Towards ‘smart lockdown’


AS doctors and the World Health Organization (WHO) persist in their recommendation that the authorities should go for total and stricter lockdown to effectively check the spread of the highly contagious Coronavirus, Prime Minister Imran Khan on Thursday insisted on his previous position of selected lockdown of affected areas by announcing that his Government was considering the option of imposing a smart lockdown in the country to achieve the twin objectives of providing relief to the working class, daily wagers and lower middle class segments of the society and protecting the masses from the virus. Speaking at the Ehsaas Telethon, he said imposition of a balanced and smart lockdown on the pattern of the Western countries would be an effective and viable option under the prevailing situation.
The announcement of the Prime Minister came as for the second day on Thursday senior doctors tried to sensitize the Government about the emerging situation which has been described as grave by them in view of quantum jump in daily infections and rising number of deaths caused by COVID-19. Pakistan Medical Association (PMA) was joined by WHO in urging the Government to go for complete lockdown to avoid a catastrophic situation in the country. The PMA particularly appealed to the Chief Justice of Pakistan, who has taken a suo motu notice regarding measures taken to curb the pandemic, to ask the Government to review its recent decision taken in consultation with Ulema to allow congregational prayers in mosques during the holy month of Ramazan. The apprehensions of doctors are not unfounded as these are also shared by the UN health watchdog WHO, which said on Thursday that the number of Coronavirus cases in Pakistan can rise to an estimated 200,000 by mid-July if ‘effective interventions’ are not taken. Doctors have fulfilled their duty as responsible professionals by conveying their apprehensions, based on ground realities, to the authorities concerned but unfortunately they are being treated like the opposition. This tendency of playing politics with a deadly disease is likely to ‘push the country into a test it is not prepared for’, as aptly remarked by PMA President Dr Ashraf Nizami. We commend the Sindh Government that, like before, has moved quickly in announcing that Taraweeh prayers in the province will be limited to 3-5 people from the mosque administration as was already decided in the case of daily five-time prayers. Sindh Chief Minister Murad Ali Shah also clarified that his government’s decision to restrict Taraweeh prayers does not deviate from the agreement reached between the federal government and Ulema about congregational prayers in mosques, adding that the understanding allowed the provincial governments to change the decision “if the situation appears to be worsening”.
The decision is realistic in view of fast increasing number of infections in the province and shrinking ability of the medical institutions to handle the additional patients. Federal and other provincial governments ought to follow the saner course adopted by the Sindh Government, otherwise they would soon find themselves in a chaotic situation. There should be no hasty or premature opening of businesses and different sectors and we should emulate the policy being pursued by Saudi Arabia as far as offering of congregational prayers is concerned. If restrictions are in place and curfews can be imposed in the Islam’s holiest places of Makkah Mukarramah and Madina Munawwara, there is no justification to allow decisions here to be influenced by whims of some powerful lobbies endangering life of the people.
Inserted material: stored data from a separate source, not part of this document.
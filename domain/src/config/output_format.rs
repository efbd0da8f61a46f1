//! Output format value object

use serde::{Deserialize, Serialize};
use std::fmt;
use std::str::FromStr;

/// How a generated question set is printed outside the TUI
#[derive(Debug, Clone, Copy, PartialEq, Eq, Default, Serialize, Deserialize)]
#[serde(rename_all = "lowercase")]
pub enum OutputFormat {
    /// Numbered questions with lettered options and the answer marked
    #[default]
    Full,
    /// The question list as a JSON array
    Json,
}

impl OutputFormat {
    pub fn as_str(&self) -> &'static str {
        match self {
            OutputFormat::Full => "full",
            OutputFormat::Json => "json",
        }
    }
}

impl fmt::Display for OutputFormat {
    fn fmt(&self, f: &mut fmt::Formatter<'_>) -> fmt::Result {
        f.write_str(self.as_str())
    }
}

impl FromStr for OutputFormat {
    type Err = String;

    fn from_str(s: &str) -> Result<Self, Self::Err> {
        match s.to_lowercase().as_str() {
            "full" => Ok(OutputFormat::Full),
            "json" => Ok(OutputFormat::Json),
            other => Err(format!("Unknown output format: {}", other)),
        }
    }
}

#[cfg(test)]
mod tests {
    use super::*;

    #[test]
    fn test_default_is_full() {
        assert_eq!(OutputFormat::default(), OutputFormat::Full);
    }

    #[test]
    fn test_serialize_lowercase() {
        let json = serde_json::to_string(&OutputFormat::Json).unwrap();
        assert_eq!(json, "\"json\"");
    }

    #[test]
    fn test_parse() {
        assert_eq!("JSON".parse::<OutputFormat>().unwrap(), OutputFormat::Json);
        assert!("yaml".parse::<OutputFormat>().is_err());
    }
}
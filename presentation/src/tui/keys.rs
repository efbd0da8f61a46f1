//! Key bindings
//!
//! Maps key events to actions based on the screen currently shown:
//! - Setup: edit the topic, cycle count/difficulty, start
//! - Question: pick an answer (1-4 or A-D)
//! - Feedback: continue to the next question
//! - Results: play again or go home

use super::state::SetupField;
use crossterm::event::{KeyCode, KeyEvent, KeyModifiers};

/// Screen the key event was received on
#[derive(Debug, Clone, Copy, PartialEq, Eq)]
pub enum Screen {
    Setup(SetupField),
    Question,
    Feedback,
    Results,
}

/// User action derived from key events
#[derive(Debug, Clone, PartialEq, Eq)]
pub enum Action {
    Quit,
    NextField,
    PrevField,
    InsertChar(char),
    DeleteChar,
    CursorLeft,
    CursorRight,
    CursorStart,
    CursorEnd,
    /// Next value of the focused selector
    Increase,
    /// Previous value of the focused selector
    Decrease,
    /// Start the quiz with the form settings
    Submit,
    /// Dismiss the setup error or cancel a pending generation
    Cancel,
    Answer(usize),
    Advance,
    PlayAgain,
    Home,
    ToggleHelp,
    None,
}

/// Key event handler - maps key events to actions based on the current screen
pub struct KeyHandler;

impl KeyHandler {
    pub fn handle(screen: Screen, key: KeyEvent) -> Action {
        if key.code == KeyCode::Char('c') && key.modifiers.contains(KeyModifiers::CONTROL) {
            return Action::Quit;
        }
        match screen {
            Screen::Setup(SetupField::Topic) => Self::handle_topic(key),
            Screen::Setup(_) => Self::handle_setup(key),
            Screen::Question => Self::handle_question(key),
            Screen::Feedback => Self::handle_feedback(key),
            Screen::Results => Self::handle_results(key),
        }
    }

    fn handle_topic(key: KeyEvent) -> Action {
        match key.code {
            KeyCode::Enter => Action::Submit,
            KeyCode::Esc => Action::Cancel,
            KeyCode::Tab | KeyCode::Down => Action::NextField,
            KeyCode::BackTab | KeyCode::Up => Action::PrevField,
            KeyCode::Backspace => Action::DeleteChar,
            KeyCode::Left => Action::CursorLeft,
            KeyCode::Right => Action::CursorRight,
            KeyCode::Home => Action::CursorStart,
            KeyCode::End => Action::CursorEnd,
            KeyCode::F(1) => Action::ToggleHelp,
            KeyCode::Char(c)
                if !key
                    .modifiers
                    .intersects(KeyModifiers::CONTROL | KeyModifiers::ALT) =>
            {
                Action::InsertChar(c)
            }
            _ => Action::None,
        }
    }

    fn handle_setup(key: KeyEvent) -> Action {
        match key.code {
            KeyCode::Enter | KeyCode::Char(' ') => Action::Submit,
            KeyCode::Esc => Action::Cancel,
            KeyCode::Tab | KeyCode::Down | KeyCode::Char('j') => Action::NextField,
            KeyCode::BackTab | KeyCode::Up | KeyCode::Char('k') => Action::PrevField,
            KeyCode::Right | KeyCode::Char('l') | KeyCode::Char('+') => Action::Increase,
            KeyCode::Left | KeyCode::Char('h') | KeyCode::Char('-') => Action::Decrease,
            KeyCode::Char('q') => Action::Quit,
            KeyCode::Char('?') | KeyCode::F(1) => Action::ToggleHelp,
            _ => Action::None,
        }
    }

    fn handle_question(key: KeyEvent) -> Action {
        match key.code {
            KeyCode::Char(c @ '1'..='4') => Action::Answer(c as usize - '1' as usize),
            KeyCode::Char(c @ ('a'..='d' | 'A'..='D')) => {
                Action::Answer(c.to_ascii_lowercase() as usize - 'a' as usize)
            }
            KeyCode::Esc => Action::Home,
            KeyCode::Char('q') => Action::Quit,
            KeyCode::Char('?') | KeyCode::F(1) => Action::ToggleHelp,
            _ => Action::None,
        }
    }

    fn handle_feedback(key: KeyEvent) -> Action {
        match key.code {
            KeyCode::Enter | KeyCode::Char(' ') | KeyCode::Char('n') | KeyCode::Right => {
                Action::Advance
            }
            KeyCode::Esc => Action::Home,
            KeyCode::Char('q') => Action::Quit,
            KeyCode::Char('?') | KeyCode::F(1) => Action::ToggleHelp,
            _ => Action::None,
        }
    }

    fn handle_results(key: KeyEvent) -> Action {
        match key.code {
            KeyCode::Enter | KeyCode::Char('r') => Action::PlayAgain,
            KeyCode::Esc | KeyCode::Char('h') => Action::Home,
            KeyCode::Char('q') => Action::Quit,
            KeyCode::Char('?') | KeyCode::F(1) => Action::ToggleHelp,
            _ => Action::None,
        }
    }
}
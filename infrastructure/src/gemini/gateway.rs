//! Gemini LLM Gateway implementation

use super::protocol::generate_content_url;
use super::session::GeminiSession;
use crate::config::{API_KEY_ENV, DEFAULT_GEMINI_ENDPOINT, FileProviderConfig};
use async_trait::async_trait;
use quizzly_application::{GatewayError, LlmGateway, LlmSession};
use quizzly_domain::Model;
use std::time::Duration;
use tracing::info;

/// Connection settings for the Gemini REST API
#[derive(Clone)]
pub struct GeminiConfig {
    pub endpoint: String,
    pub api_key: Option<String>,
    /// Transport-level timeout for each HTTP request
    pub request_timeout: Option<Duration>,
}

impl Default for GeminiConfig {
    fn default() -> Self {
        Self {
            endpoint: DEFAULT_GEMINI_ENDPOINT.to_string(),
            api_key: None,
            request_timeout: None,
        }
    }
}

impl From<&FileProviderConfig> for GeminiConfig {
    fn from(config: &FileProviderConfig) -> Self {
        Self {
            endpoint: config.endpoint.clone(),
            api_key: config.api_key().map(str::to_string),
            request_timeout: Some(Duration::from_secs(config.timeout_seconds)),
        }
    }
}

/// LLM Gateway implementation for Google Gemini
///
/// Construction never fails on a missing key; session creation does, so the
/// problem surfaces as a generation error the player can read.
pub struct GeminiLlmGateway {
    client: reqwest::Client,
    config: GeminiConfig,
}

impl GeminiLlmGateway {
    pub fn new(config: GeminiConfig) -> Result<Self, GatewayError> {
        let mut builder = reqwest::Client::builder();
        if let Some(timeout) = config.request_timeout {
            builder = builder.timeout(timeout);
        }
        let client = builder
            .build()
            .map_err(|e| GatewayError::ConnectionError(e.to_string()))?;

        info!(
            endpoint = %config.endpoint,
            has_key = config.api_key.is_some(),
            "GeminiLlmGateway initialized"
        );
        Ok(Self { client, config })
    }

    fn api_key(&self) -> Result<&str, GatewayError> {
        self.config
            .api_key
            .as_deref()
            .filter(|k| !k.is_empty())
            .ok_or_else(|| {
                GatewayError::MissingCredential(format!(
                    "set {} or [provider] api_key",
                    API_KEY_ENV
                ))
            })
    }
}

#[async_trait]
impl LlmGateway for GeminiLlmGateway {
    async fn create_session_with_system_prompt(
        &self,
        model: &Model,
        system_prompt: &str,
    ) -> Result<Box<dyn LlmSession>, GatewayError> {
        let api_key = self.api_key()?.to_string();
        let url = generate_content_url(&self.config.endpoint, model.as_str());
        Ok(Box::new(GeminiSession::new(
            self.client.clone(),
            url,
            api_key,
            model.clone(),
            system_prompt.to_string(),
        )))
    }
}

#[cfg(test)]
mod tests {
    use super::*;

    #[tokio::test]
    async fn test_missing_key_fails_at_session_creation() {
        let gateway = GeminiLlmGateway::new(GeminiConfig::default()).unwrap();
        let err = gateway
            .create_session_with_system_prompt(&Model::default(), "system")
            .await
            .err()
            .unwrap();
        assert!(matches!(err, GatewayError::MissingCredential(_)));
        assert!(err.to_string().contains("GEMINI_API_KEY"));
    }

    #[tokio::test]
    async fn test_session_created_with_key() {
        let gateway = GeminiLlmGateway::new(GeminiConfig {
            api_key: Some("test-key".to_string()),
            ..Default::default()
        })
        .unwrap();
        let session = gateway
            .create_session_with_system_prompt(&Model::Gemini25Pro, "system")
            .await
            .unwrap();
        assert_eq!(session.model(), &Model::Gemini25Pro);
    }

    #[test]
    fn test_config_from_file_config() {
        let file = FileProviderConfig {
            api_key: Some(String::new()),
            timeout_seconds: 12,
            ..Default::default()
        };
        let config = GeminiConfig::from(&file);
        assert_eq!(config.api_key, None);
        assert_eq!(config.request_timeout, Some(Duration::from_secs(12)));
        assert_eq!(config.endpoint, DEFAULT_GEMINI_ENDPOINT);
    }
}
We must also appreciate that Saudi Arabia suspended Umrah visits instantly and even holding of Hajj is contingent upon the evolving situation. The concept of social distancing is being implemented religiously even by those countries whose population is sparse and there are real risks involved for a highly populous country like Pakistan if it erred in its judgement and failed to take necessary and timely measures. We would, therefore, urge the Government to review its policy and enforce all aspects of social distancing to avoid prolongation of the woes of the people. In case the Government finds it hard to review its strategy for political or other considerations, then it is hoped that the apex court would expedite hearing of the suo motu case and issue clear guidelines to the authorities in this regard.